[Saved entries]
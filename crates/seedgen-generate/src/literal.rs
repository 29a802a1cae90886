//! Building blocks for SQL literal text.

use rand::Rng;

/// ASCII letters, lowercase then uppercase.
pub const LETTERS: &[u8] = b"abcdefghijklmnopqrstuvwxyzABCDEFGHIJKLMNOPQRSTUVWXYZ";

/// Draw `length` letters uniformly from [`LETTERS`].
pub fn random_letters<R: Rng + ?Sized>(rng: &mut R, length: usize) -> String {
    (0..length)
        .map(|_| char::from(LETTERS[rng.gen_range(0..LETTERS.len())]))
        .collect()
}

/// Render text as a single-quoted SQL string literal.
pub fn quote_string(value: &str) -> String {
    format!("'{}'", value.replace('\'', "''"))
}
//! Tests for INSERT assembly.

use rand::SeedableRng;
use rand_chacha::ChaCha8Rng;

use seedgen_generate::{construct_insert_string, generate_insert_statement, validate_table};
use seedgen_model::{
    ColumnInfo, DataType, GenerateOptions, GeneratedValue, SeedgenError, TableInfo,
};

#[test]
fn assembles_exact_statement() {
    let sql = construct_insert_string(
        "S",
        "T",
        vec![GeneratedValue::new("A", "1"), GeneratedValue::new("B", "'x'")],
    )
    .expect("assemble");
    insta::assert_snapshot!(sql, @"INSERT INTO [S].[T]([A], [B]) VALUES (1, 'x');");
}

#[test]
fn reserved_and_mixed_case_names_are_bracketed() {
    let sql = construct_insert_string(
        "Sales",
        "Order",
        vec![
            GeneratedValue::new("Select", "CAST('ab' AS BINARY(2))"),
            GeneratedValue::new("Due Date", "'2021-07-09'"),
        ],
    )
    .expect("assemble");
    assert_eq!(
        sql,
        "INSERT INTO [Sales].[Order]([Select], [Due Date]) VALUES (CAST('ab' AS BINARY(2)), '2021-07-09');"
    );
}

#[test]
fn empty_value_set_is_rejected() {
    let err = construct_insert_string("dbo", "t", Vec::new()).unwrap_err();
    assert!(matches!(
        err,
        SeedgenError::EmptyRow { schema, table } if schema == "dbo" && table == "t"
    ));
}

#[test]
fn all_unsupported_columns_do_not_produce_a_statement() {
    let table = TableInfo {
        table_name: "blobs".to_string(),
        table_schema: "dbo".to_string(),
        columns: vec![
            ColumnInfo::new("doc", 1, DataType::from("xml")),
            ColumnInfo::new("shape", 2, DataType::from("geometry")),
        ],
    };
    let mut rng = ChaCha8Rng::seed_from_u64(1);
    let err = generate_insert_statement(&table, &GenerateOptions::default(), &mut rng).unwrap_err();
    assert!(matches!(err, SeedgenError::EmptyRow { .. }));
}

#[test]
fn generated_statement_uses_table_schema() {
    let table = TableInfo {
        table_name: "people".to_string(),
        table_schema: "hr".to_string(),
        columns: vec![
            ColumnInfo::new("age", 1, DataType::SmallInt),
            ColumnInfo::new("tag", 2, DataType::from("hierarchyid")),
        ],
    };
    let mut rng = ChaCha8Rng::seed_from_u64(9);
    let (statement, skipped) =
        generate_insert_statement(&table, &GenerateOptions::default(), &mut rng).expect("row");
    assert_eq!(statement.schema(), "hr");
    assert_eq!(statement.values().len(), 1);
    assert_eq!(skipped.len(), 1);
    assert!(statement.to_string().starts_with("INSERT INTO [hr].[people]([age]) VALUES ("));
}

#[test]
fn validation_reports_what_the_first_row_would() {
    let table = |columns: Vec<ColumnInfo>| TableInfo {
        table_name: "T".to_string(),
        table_schema: "S".to_string(),
        columns,
    };
    let mut rng = ChaCha8Rng::seed_from_u64(9);
    let options = GenerateOptions::default();

    let fine = table(vec![
        ColumnInfo::new("Doc", 1, DataType::from("xml")),
        ColumnInfo::new("N", 2, DataType::Int),
    ]);
    assert!(validate_table(&fine).is_ok());

    for broken in [
        table(vec![
            ColumnInfo::new("Id", 1, DataType::Int),
            ColumnInfo::new("Raw", 2, DataType::Binary),
        ]),
        table(vec![ColumnInfo::new("Doc", 1, DataType::from("xml"))]),
        table(vec![]),
    ] {
        let checked = validate_table(&broken).expect_err("invalid table").to_string();
        let generated = generate_insert_statement(&broken, &options, &mut rng)
            .expect_err("row fails")
            .to_string();
        assert_eq!(checked, generated);
    }
}
use std::fmt;

use crate::error::{Result, SeedgenError};

/// A column paired with its rendered SQL literal.
///
/// The literal is already valid inside a `VALUES` list and is emitted as is.
#[derive(Debug, Clone, PartialEq, Eq)]
pub struct GeneratedValue {
    pub column: String,
    pub literal: String,
}

impl GeneratedValue {
    pub fn new(column: impl Into<String>, literal: impl Into<String>) -> Self {
        Self {
            column: column.into(),
            literal: literal.into(),
        }
    }
}

/// One `INSERT` statement with at least one value.
///
/// Columns and values are rendered positionally, in the order of `values`.
#[derive(Debug, Clone, PartialEq, Eq)]
pub struct InsertStatement {
    schema: String,
    table: String,
    values: Vec<GeneratedValue>,
}

impl InsertStatement {
    /// # Errors
    ///
    /// Returns [`SeedgenError::EmptyRow`] when `values` is empty.
    pub fn new(
        schema: impl Into<String>,
        table: impl Into<String>,
        values: Vec<GeneratedValue>,
    ) -> Result<Self> {
        let schema = schema.into();
        let table = table.into();
        if values.is_empty() {
            return Err(SeedgenError::EmptyRow { schema, table });
        }
        Ok(Self {
            schema,
            table,
            values,
        })
    }

    pub fn schema(&self) -> &str {
        &self.schema
    }

    pub fn table(&self) -> &str {
        &self.table
    }

    pub fn values(&self) -> &[GeneratedValue] {
        &self.values
    }
}

impl fmt::Display for InsertStatement {
    fn fmt(&self, f: &mut fmt::Formatter<'_>) -> fmt::Result {
        write!(
            f,
            "INSERT INTO {}.{}(",
            quote_identifier(&self.schema),
            quote_identifier(&self.table)
        )?;
        for (index, value) in self.values.iter().enumerate() {
            if index > 0 {
                f.write_str(", ")?;
            }
            f.write_str(&quote_identifier(&value.column))?;
        }
        f.write_str(") VALUES (")?;
        for (index, value) in self.values.iter().enumerate() {
            if index > 0 {
                f.write_str(", ")?;
            }
            f.write_str(&value.literal)?;
        }
        f.write_str(");")
    }
}

/// Bracket-quote an identifier, doubling any closing bracket.
pub fn quote_identifier(name: &str) -> String {
    format!("[{}]", name.replace(']', "]]"))
}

> [EXERCISE INSTRUCTIONS] Collect from the data above every line that includes "literal".

> [OUTPUT FOR THIS TASK]
filename crates/seedgen-generate/src/literal.rs
//! Building blocks for SQL literal text.
/// Render text as a single-quoted SQL string literal.
/// A column paired with its rendered SQL literal.
/// The literal is already valid inside a `VALUES` list and is emitted as is.
    pub literal: String,
    pub fn new(column: impl Into<String>, literal: impl Into<String>) -> Self {
            literal: literal.into(),
            f.write_str(&value.literal)?;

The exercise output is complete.